Junkie and the JuiceheadAs we reach 1974, we begin to really hit diminishing returns in Johnny Cash’s still voluminous output. This is the 19th year since he first stepped into a Sun Records recording both, and 15 years since he signed with Columbia Records. Unfortunately, there’s not much to celebrate on the Junkie and the Juicehead Minus Me. While Cash was often highly focused on his musical projects, having released concept albums, gospel albums, Christmas albums, and more, but this release is a true hodge-podge.

For the second time, Cash is self-producing with the assistance of studio engineer Charlie Bragg in the comfort of his home studio in Hendersonville, Tennessee.  In some regards, the sound continues in the vein of his last few albums, offering the laid-back early 70s version of his boom chicka boom sound provided by the Tennessee Three plus Carl Perkins. A shift also begins, though, with session musicians entering the fray more frequently. While this allows Johnny to explore new styles, it pulls away from the cohesiveness that always marks Johnny’s best efforts.

What this is the Junkie and the Juicehead, Minus Me? That’s a hard one to answer. Old bluegrass tunes sit alongside seventies singer-songwriter story songs. His wife, daughter and stepdaughters share the mic. It’s got dark songs of struggle and flippant gospel numbers.  In short, it’s a mess.

Perhaps it is best viewed as another family album, although where Family Christmas saw Johnny’s inner circle sitting by the fire trading sentimental stories and songs, this one is far darker. In the middle of the album are two June Carter Cash numbers. The first, Ole Slew Foot, is a hoe-down take on the Johnny Horton tale of a bear, filled with banjo and fiddle. It concludes with Johnny’s girls roasting him, “He’s big around the middle and he’s broad across the rump… some folks say he looks a lot like Daddy.” The second is a by-the-numbers take of the Carter Family classic, “Keep on the Sunny Side” with everyone pitching in.

Where June’s tracks harken back to an older country style, the kids’ contributions push towards a modern folk-rock sound.  A teenage Roseanne Cash makes her recording debut singing Kristofferson’s Broken Freedom Song, a heart-breaking tale which lifts one Vietnam vet’s tragedy to a cosmic level.  Roseanne give it a poignant woman’s perspective, but hasn’t yet developed her voice. Rosie Nix Adams – June’s daughter from her second marriage – duets with Johnny on Cat Steven’s touching ballad, Father and Son, here rendered as Father and Daughter. Carlene Carter also makes her debut, listed here as Carlene Routh, following her recent marriage to songwriter Jack Routh. Already onto her second marriage and only eighteen, she gives a palpable sense of longing to her husband’s tune, Friendly Gates.
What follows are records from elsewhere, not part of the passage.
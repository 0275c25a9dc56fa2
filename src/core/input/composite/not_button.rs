//=========================================================================
// NotButton
//=========================================================================
//
// Inverts a single child. With no child set it is up.
//
// Derived identity:
//   child set : id = "not-<id>",  name = "Not (<name>)"
//   no child  : id = "not-<nil>", name = "<nil>"
//
//=========================================================================

use std::any::Any;

use crate::core::input::graph::InputGraph;
use crate::core::input::node::{ButtonId, ButtonInput, InputLabel, InputRef};

//=== NotButton ===========================================================

#[derive(Debug)]
pub struct NotButton {
    child: Option<ButtonId>,
    id: String,
    name: String,
}

impl NotButton {
    /// Creates a Not node without a child. Wire one with
    /// [`InputGraph::set_not_child`].
    pub fn new() -> Self {
        let mut button = Self {
            child: None,
            id: String::new(),
            name: String::new(),
        };
        button.set_child(None);
        button
    }

    pub fn child(&self) -> Option<ButtonId> {
        self.child
    }

    pub(crate) fn set_child(&mut self, child: Option<(ButtonId, InputLabel)>) {
        match child {
            Some((id, label)) => {
                self.child = Some(id);
                self.id = format!("not-{}", label.id);
                self.name = format!("Not ({})", label.name);
            }
            None => {
                self.child = None;
                self.id = "not-<nil>".to_owned();
                self.name = "<nil>".to_owned();
            }
        }
    }
}

impl Default for NotButton {
    fn default() -> Self {
        Self::new()
    }
}

impl ButtonInput for NotButton {
    fn id(&self) -> &str {
        &self.id
    }

    fn name(&self) -> &str {
        &self.name
    }

    fn is_down(&self, graph: &InputGraph) -> bool {
        self.child.is_some_and(|child| !graph.is_down(child))
    }

    fn children(&self) -> Vec<InputRef> {
        self.child.map(InputRef::Button).into_iter().collect()
    }

    fn forget(&mut self, removed: InputRef) {
        if self.child.map(InputRef::Button) == Some(removed) {
            self.set_child(None);
        }
    }

    fn as_any(&self) -> &dyn Any {
        self
    }

    fn as_any_mut(&mut self) -> &mut dyn Any {
        self
    }
}

//=========================================================================
// Unit Tests
//=========================================================================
If the kids are pushing Johnny towards folk rock, he seems keen to pursue modern songs, as well. In addition to Broken Freedom Song, he also offers a further Kris Kristofferson tune in the title track. Junkie and the Juicehead is classic Kris, a tale of a down-and-out songwriter struggling to make it in Nashville. That said, the production on the tune is big and boomy with lots of reverb, and one can only wish this one had a simpler approach. Elsewhere, Johnny explores two more tunes by his son-in-law Jack Routh, beyond Carlene’s contribution. Crystal Chandeliers and Burgundy is the best of the three, a tale of hobo life with a strong Kristofferson influence. The closing track, Lay Back with My Woman, is the story of a cowboy who hangs his spurs up for good.  Played by studio musicians, it’s fine but lacking in character.
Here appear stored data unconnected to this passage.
//=========================================================================
// Screen Stack
//=========================================================================
//
// LIFO of screens with lifecycle hooks.
//
//   push(s) : push, then s.load()
//   pop()   : top.unload(), then remove
//   swap(s) : pop(), then push(s)
//
// Popping an empty stack is a no-op.
//
//=========================================================================

//=== External Dependencies ===============================================

use log::debug;

//=== Internal Dependencies ===============================================

use super::{Screen, ScreenContext};

//=== ScreenStack =========================================================

#[derive(Default)]
pub struct ScreenStack {
    screens: Vec<Box<dyn Screen>>,
}

impl ScreenStack {
    pub fn new() -> Self {
        Self::default()
    }

    //--- Stack Operations -------------------------------------------------

    /// Pushes `screen` and loads it.
    pub fn push(&mut self, screen: Box<dyn Screen>, ctx: &mut ScreenContext) {
        self.screens.push(screen);
        debug!(target: "kernel", "Pushed screen (depth {})", self.screens.len());

        if let Some(top) = self.screens.last_mut() {
            top.load(ctx);
        }
    }

    /// Unloads and removes the top screen, returning it.
    pub fn pop(&mut self, ctx: &mut ScreenContext) -> Option<Box<dyn Screen>> {
        let Some(top) = self.screens.last_mut() else {
            debug!(target: "kernel", "Pop on empty screen stack ignored");
            return None;
        };

        top.unload(ctx);
        let screen = self.screens.pop();
        debug!(target: "kernel", "Popped screen (depth {})", self.screens.len());
        screen
    }

    /// Pops the top screen (if any), then pushes `screen`.
    pub fn swap(&mut self, screen: Box<dyn Screen>, ctx: &mut ScreenContext) -> Option<Box<dyn Screen>> {
        let previous = self.pop(ctx);
        self.push(screen, ctx);
        previous
    }

    /// Pops every screen, top first.
    pub fn clear(&mut self, ctx: &mut ScreenContext) {
        while self.pop(ctx).is_some() {}
    }

    //--- Queries ----------------------------------------------------------

    pub fn top(&self) -> Option<&dyn Screen> {
        self.screens.last().map(|screen| screen.as_ref())
    }

    pub fn top_mut(&mut self) -> Option<&mut (dyn Screen + 'static)> {
        self.screens.last_mut().map(|screen| screen.as_mut())
    }

    pub fn len(&self) -> usize {
        self.screens.len()
    }

    pub fn is_empty(&self) -> bool {
        self.screens.is_empty()
    }
}

//=========================================================================
// Unit Tests
//=========================================================================

#[cfg(test)]
mod tests {
    use super::*;
    use crate::core::input::Input;
    use crate::core::screen::TransitionQueue;
    use std::cell::RefCell;
    use std::rc::Rc;

    //--- Test Helpers -----------------------------------------------------

    type Journal = Rc<RefCell<Vec<String>>>;

    struct Recorder {
        tag: &'static str,
        journal: Journal,
    }

    impl Recorder {
        fn boxed(tag: &'static str, journal: &Journal) -> Box<dyn Screen> {
            Box::new(Self { tag, journal: journal.clone() })
        }

        fn log(&self, what: &str) {
            self.journal.borrow_mut().push(format!("{}.{}", self.tag, what));
        }
    }

    impl Screen for Recorder {
        fn load(&mut self, _ctx: &mut ScreenContext) {
            self.log("load");
        }

        fn unload(&mut self, _ctx: &mut ScreenContext) {
            self.log("unload");
        }

        fn update(&mut self, _ctx: &mut ScreenContext, _dt: f32) {
            self.log("update");
        }

        fn render(&mut self, _ctx: &mut ScreenContext, _dt: f32) {
            self.log("render");
        }
    }

    fn with_ctx(f: impl FnOnce(&mut ScreenContext)) {
        let mut input = Input::new();
        let mut transitions = TransitionQueue::new();
        let mut ctx = ScreenContext::new(&mut input, None, None, &mut transitions);
        f(&mut ctx);
    }

    //--- Tests ------------------------------------------------------------

    #[test]
    fn push_push_pop_lifecycle() {
        let journal = Journal::default();
        let mut stack = ScreenStack::new();

        with_ctx(|ctx| {
            stack.push(Recorder::boxed("A", &journal), ctx);
            stack.push(Recorder::boxed("B", &journal), ctx);
            stack.pop(ctx);
        });

        assert_eq!(*journal.borrow(), vec!["A.load", "B.load", "B.unload"]);
        assert_eq!(stack.len(), 1);
    }

    #[test]
    fn pop_on_empty_is_noop() {
        let mut stack = ScreenStack::new();

        with_ctx(|ctx| {
            assert!(stack.pop(ctx).is_none());
        });
        assert!(stack.is_empty());
        assert!(stack.top().is_none());
    }

    #[test]
    fn swap_unloads_then_loads() {
        let journal = Journal::default();
        let mut stack = ScreenStack::new();

        with_ctx(|ctx| {
            stack.push(Recorder::boxed("A", &journal), ctx);
            stack.swap(Recorder::boxed("B", &journal), ctx);
            if let Some(top) = stack.top_mut() {
                top.update(ctx, 0.016);
            }
        });

        assert_eq!(*journal.borrow(), vec!["A.load", "A.unload", "B.load", "B.update"]);
        assert_eq!(stack.len(), 1);
    }

    #[test]
    fn clear_unloads_top_first() {
        let journal = Journal::default();
        let mut stack = ScreenStack::new();

        with_ctx(|ctx| {
            stack.push(Recorder::boxed("A", &journal), ctx);
            stack.push(Recorder::boxed("B", &journal), ctx);
            journal.borrow_mut().clear();
            stack.clear(ctx);
        });

        assert_eq!(*journal.borrow(), vec!["B.unload", "A.unload"]);
        assert!(stack.is_empty());
    }
}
Johnny himself offers three tunes. The first is a new recording of Don’t Take Your Guns to Town played with a shuffle beat. It’s completely unnecessary, except that it’s the only track on the album that feels like Carl Perkins made any contributions. I Do Believe is a forgettable boom-chicka-boom number about a many trying to win his lover back. Last, Billy and Rex and Oral and Bob is a tribute to great gospel preachers (Billy Graham, Rex Humbard, Oral Roberts, and Bob Jones). While Cash’s admiration for these men is sincere, as a song it’s an awkward waltz that falls flat.
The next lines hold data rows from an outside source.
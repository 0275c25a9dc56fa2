//=========================================================================
// Winit Host
//=========================================================================
//
// Desktop window and OS event loop.
//
// Architecture:
// ```text
//  WinitScheduler::tick()
//    └─ pump_app_events(timeout = time until next update)
//         └─ FrameDispatch (ApplicationHandler)
//              ├─ KeyboardInput / MouseInput / CursorMoved / MouseWheel
//              │     → InputProcessor → frame.input_event()
//              ├─ about_to_wait   → fixed-TPS frame.update(), request_redraw
//              ├─ RedrawRequested → frame.render(time since last render)
//              └─ CloseRequested  → frame.exit_requested()
// ```
//
// The kernel owns the outer loop, so the event loop is pumped instead of
// run. Updates run at the configured TPS regardless of the refresh rate;
// rendering follows redraw requests.
//
// Main thread requirement: winit mandates the main thread on macOS, and
// an event loop can only be created once per process.
//
//=========================================================================

//=== External Dependencies ===============================================

use std::rc::Rc;
use std::time::{Duration, Instant};

use log::{debug, error, info, trace, warn};
use winit::{
    application::ApplicationHandler,
    dpi::{LogicalSize, PhysicalPosition, PhysicalSize},
    error::OsError,
    event::WindowEvent,
    event_loop::{ActiveEventLoop, ControlFlow, EventLoop},
    platform::pump_events::{EventLoopExtPumpEvents, PumpStatus},
    window::{Fullscreen, Window as NativeWindow, WindowAttributes, WindowId},
};

//=== Internal Dependencies ===============================================

use super::input_processor::InputProcessor;
use crate::core::geometry::Rect;
use crate::core::host::{
    FrameCallbacks, HostBindings, HostConfig, HostError, HostFactory, Scheduler, Window,
};
use crate::core::input::{InputGraph, StandardInputs};

/// Pump attempts while waiting for the OS to deliver `resumed`.
const STARTUP_PUMPS: usize = 100;

/// Updates allowed to catch up in one pump before the clock is reset.
const MAX_CATCH_UP_UPDATES: u32 = 5;

//=== WinitHost ===========================================================

/// Factory for the winit host.
#[derive(Debug, Default, Clone, Copy)]
pub struct WinitHost;

impl WinitHost {
    pub fn new() -> Self {
        Self
    }
}

impl HostFactory for WinitHost {
    fn init(&mut self, config: &HostConfig, graph: &mut InputGraph) -> Result<HostBindings, HostError> {
        debug!(target: "platform", "Creating winit event loop");

        let mut event_loop = EventLoop::new().map_err(|e| HostError::EventLoop(e.to_string()))?;

        let attributes = WindowAttributes::default()
            .with_title(config.title.clone())
            .with_inner_size(LogicalSize::new(config.width, config.height))
            .with_fullscreen(config.fullscreen.then_some(Fullscreen::Borderless(None)));

        let window = Rc::new(create_window(&mut event_loop, attributes)?);
        info!(
            target: "platform",
            "Window created: {}x{} @ {}x DPI",
            window.inner_size().width,
            window.inner_size().height,
            window.scale_factor()
        );

        let scheduler = WinitScheduler {
            event_loop,
            state: LoopState {
                window: Rc::clone(&window),
                processor: InputProcessor::new(),
                step: config.step(),
                dt: config.dt(),
                next_update: Instant::now(),
                last_render: Instant::now(),
            },
        };

        Ok(HostBindings {
            window: Some(Box::new(WinitWindow { window })),
            devices: Box::new(StandardInputs::new(graph)),
            scheduler: Box::new(scheduler),
        })
    }
}

//--- Window Bootstrap ----------------------------------------------------

/// Creates the window on the first `resumed` event.
struct WindowBootstrap {
    attributes: Option<WindowAttributes>,
    created: Option<Result<NativeWindow, OsError>>,
}

impl ApplicationHandler for WindowBootstrap {
    fn resumed(&mut self, event_loop: &ActiveEventLoop) {
        if let Some(attributes) = self.attributes.take() {
            self.created = Some(event_loop.create_window(attributes));
        }
    }

    fn window_event(&mut self, _event_loop: &ActiveEventLoop, _window_id: WindowId, _event: WindowEvent) {}
}

fn create_window(event_loop: &mut EventLoop<()>, attributes: WindowAttributes) -> Result<NativeWindow, HostError> {
    let mut bootstrap = WindowBootstrap {
        attributes: Some(attributes),
        created: None,
    };

    for _ in 0..STARTUP_PUMPS {
        let status = event_loop.pump_app_events(Some(Duration::from_millis(10)), &mut bootstrap);
        if let PumpStatus::Exit(code) = status {
            return Err(HostError::EventLoop(format!("exited during startup with code {}", code)));
        }

        if let Some(created) = bootstrap.created.take() {
            return created.map_err(|e| {
                error!(target: "platform", "Window creation failed: {}", e);
                HostError::WindowCreation(e.to_string())
            });
        }
    }

    Err(HostError::WindowCreation("the OS never resumed the application".to_owned()))
}

//=== WinitWindow =========================================================

struct WinitWindow {
    window: Rc<NativeWindow>,
}

impl Window for WinitWindow {
    fn handle(&self) -> u64 {
        u64::from(self.window.id())
    }

    fn title(&self) -> String {
        self.window.title()
    }

    fn set_title(&mut self, title: &str) {
        self.window.set_title(title);
    }

    fn bounds(&self) -> Rect<i32> {
        let position = self.window.outer_position().unwrap_or_default();
        let size = self.window.inner_size();
        Rect::new(position.x, position.y, size.width as i32, size.height as i32)
    }

    fn set_bounds(&mut self, bounds: Rect<i32>) {
        self.window.set_outer_position(PhysicalPosition::new(bounds.x, bounds.y));

        let size = PhysicalSize::new(bounds.width.max(1) as u32, bounds.height.max(1) as u32);
        if self.window.request_inner_size(size).is_none() {
            trace!(target: "platform", "Resize to {:?} is pending", size);
        }
    }

    fn show(&mut self) {
        self.window.set_visible(true);
    }

    fn hide(&mut self) {
        self.window.set_visible(false);
    }

    fn is_fullscreen(&self) -> bool {
        self.window.fullscreen().is_some()
    }

    fn set_fullscreen(&mut self, fullscreen: bool) {
        self.window.set_fullscreen(fullscreen.then_some(Fullscreen::Borderless(None)));
    }
}

//=== WinitScheduler ======================================================

struct WinitScheduler {
    event_loop: EventLoop<()>,
    state: LoopState,
}

/// Loop state the dispatcher needs while the event loop is pumping.
struct LoopState {
    window: Rc<NativeWindow>,
    processor: InputProcessor,
    step: Duration,
    dt: f32,
    next_update: Instant,
    last_render: Instant,
}

impl Scheduler for WinitScheduler {
    fn tick(&mut self, frame: &mut dyn FrameCallbacks) {
        let timeout = self.state.next_update.saturating_duration_since(Instant::now());
        let mut dispatch = FrameDispatch {
            state: &mut self.state,
            frame,
        };

        if let PumpStatus::Exit(code) = self.event_loop.pump_app_events(Some(timeout), &mut dispatch) {
            info!(target: "platform", "Event loop exited with code {}", code);
            dispatch.frame.exit_requested();
        }
    }
}

//=== FrameDispatch =======================================================

/// Routes winit callbacks for one pump to the kernel.
struct FrameDispatch<'a> {
    state: &'a mut LoopState,
    frame: &'a mut dyn FrameCallbacks,
}

impl FrameDispatch<'_> {
    /// Runs every update that is due, at the fixed step.
    fn run_updates(&mut self) {
        let mut updates = 0;

        while self.frame.is_running() && Instant::now() >= self.state.next_update {
            if updates == MAX_CATCH_UP_UPDATES {
                warn!(target: "platform", "Update loop fell behind, skipping {} ms", self.lag().as_millis());
                self.state.next_update = Instant::now() + self.state.step;
                break;
            }

            self.frame.update(self.state.dt);
            self.state.next_update += self.state.step;
            updates += 1;
        }
    }

    fn lag(&self) -> Duration {
        Instant::now().saturating_duration_since(self.state.next_update)
    }
}

impl ApplicationHandler for FrameDispatch<'_> {
    fn resumed(&mut self, _event_loop: &ActiveEventLoop) {
        debug!(target: "platform", "Application resumed");
    }

    fn window_event(&mut self, _event_loop: &ActiveEventLoop, window_id: WindowId, event: WindowEvent) {
        if window_id != self.state.window.id() || !self.frame.is_running() {
            return;
        }

        match event {
            WindowEvent::CloseRequested => {
                info!(target: "platform", "Window close requested");
                self.frame.exit_requested();
            }

            WindowEvent::KeyboardInput { event: key_event, .. } => {
                match self.state.processor.process_key_event(&key_event) {
                    Some(event) => self.frame.input_event(event),
                    None => trace!(target: "platform::input", "Unmapped key ignored"),
                }
            }

            WindowEvent::MouseInput { state, button, .. } => {
                let event = self.state.processor.process_mouse_button(button, state);
                self.frame.input_event(event);
            }

            WindowEvent::CursorMoved { position, .. } => {
                if let Some(event) = self.state.processor.process_cursor_moved(position) {
                    self.frame.input_event(event);
                }
            }

            WindowEvent::CursorLeft { .. } => {
                self.state.processor.process_cursor_left();
            }

            WindowEvent::MouseWheel { delta, .. } => {
                if let Some(event) = self.state.processor.process_mouse_wheel(delta) {
                    self.frame.input_event(event);
                }
            }

            WindowEvent::RedrawRequested => {
                let now = Instant::now();
                let dt = now.duration_since(self.state.last_render).as_secs_f32();
                self.state.last_render = now;
                self.frame.render(dt);
            }

            _ => {}
        }
    }

    fn about_to_wait(&mut self, event_loop: &ActiveEventLoop) {
        self.run_updates();

        if self.frame.is_running() {
            self.state.window.request_redraw();
            event_loop.set_control_flow(ControlFlow::WaitUntil(self.state.next_update));
        }
    }
}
That leaves one final tune, a gospel duet with June entitled  J-E-S-U-S. It’s a corny, upbeat, alliterative tale of salvation that has hardly become a Sunday school classic in the intervening years. This one was recorded for Johnny Cash and his Woman, but was cut. It should have stayed that way.

All in all, this is a disappointing Cash release. While his children’s influence pushed him in new directions, Johnny ultimately feels lost on this one, unable to do anything inventive with 70s folk rock, unable to generate engaging material of his own, and mired in the same old, same old with his wife June.

2.5/5

Other songs from the era:

  • My Ship Will Sail – In October 1974, Johnny recorded nine songs in two days with his band. This is the only one to be released, and it’s a fine piece of southern gospel. Released on Ultimate Gospel.